Hildegard von Bingen (1098-1179) ist eine der ungewöhnlichsten Frauengestalten der christlichen Geistesgeschichte. Die Strahlkraft ihrer Persönlichkeit und Spiritualität hält bis heute an. Ihr universales
Weltbild umfasste Theologie, Medizin, Musik, Ethik und Naturkunde/Kosmologie. In der Theologie hat sie maßgeblich daran mitgearbeitet, das strenge Bild Gottes als Richter abzumildern. Als Naturheilkundlerin integrierte sie die Erkenntnisse der arabischen Heilkunde in die abendländische Medizin und übernahm Erkenntnisse bezüglich der Heilwirkung von Pflanzen. Als Musikerin schuf sie mit dem Werk „Ordo virtutum“ ein neues Genre. Sie entwickelte eine neue religiöse Anthropologie, in der sie die Stellung des Menschen im Kosmos neu bestimmte und ein Heilsverständnis für den Menschen entwickelte, in dem seine Leiblichkeit, seine Psyche und der Glaube in einer Ganzheit aufeinander bezogen waren.

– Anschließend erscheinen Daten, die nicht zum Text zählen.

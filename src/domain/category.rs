use uuid::Uuid;

pub const CATEGORY_NAME_PREFIX: &str = "Automation Test Category";

/// Body of a create or update category request.
#[derive(Debug, Clone, PartialEq, Eq)]
pub struct CategoryPayload {
    pub name: String,
    pub description: String,
}

impl CategoryPayload {
    /// A category whose name will not collide with leftovers of earlier runs.
    pub fn unique() -> Self {
        let suffix = Uuid::new_v4().simple().to_string();
        Self {
            name: format!("{} {}", CATEGORY_NAME_PREFIX, &suffix[..8]),
            description: "Created by Automation Test Suite".to_string(),
        }
    }

    pub fn to_json(&self) -> serde_json::Value {
        serde_json::json!({"name": self.name, "description": self.description})
    }

    pub fn updated() -> Self {
        Self {
            name: "Updated Automation Category".to_string(),
            description: "Updated by automation checks".to_string(),
        }
    }
}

Klöster waren für die Menschen des Mittelalters nicht nur ein Ort der religiösen Besinnung und der Einkehr. Meist waren sie auch die einzige Hoffnung auf medizinische Versorgung. Denn hinter den Klostermauern wurde das antike medizinische Wissen der alten Griechen, Römer und Araber bewahrt.
Heute wird diese Klostermedizin wiederentdeckt. Trotz moderner Medizin stehen alternative und sanfte, natürliche Heilverfahren hoch im Kurs. So hat zum Beispiel die Universität Würzburg eine Forschergruppe Klostermedizin gegründet. Die Wissenschaftler wollen die Grundlagenforschung zu medizinisch wirksamen Pflanzenstoffen wieder voranbringen.
Bei dieser Arbeit kommen sie an einer Frau nicht vorbei: Hildegard von Bingen. Erst vor Kurzem hat der Papst die Nonne aus dem 12. Jahrhundert mit einer der größten Ehrungen der katholischen Kirche gewürdigt. Er erhob Sie in den Rang einer „Kirchenlehrerin".
Doch neben ihrer Bedeutung für den Glauben hat Hildegard von Bingen auch Großes für die Medizin geleistet. Sie trug das Wissen ihrer Zeit über die Entstehung und Behandlung von Krankheiten zusammen. Hildegard von Bingen stellte als eine der Ersten Regeln für das auf, was wir heute „ganzheitliche Medizin“ nennen.
Bei der Behandlung von Krankheiten setzte sie auf ausgewogene Ernährung, die Wirkung von Heilpflanzen sowie auf Schröpfen, Fasten und Schwitzbäder. Vieles davon finden wir heute noch – oder inzwischen wieder – in der Medizin.
So bezeichnete Hildegard von Bingen Dinkel als „das beste Getreide“, er mache „frohen Sinn und Freude im Gemüt des Menschen“. Obwohl die Nonne nichts von Vitaminen und Proteinen wissen konnte, geben ihr Ernährungsexperten heute recht: Dinkel ist das beste Getreide.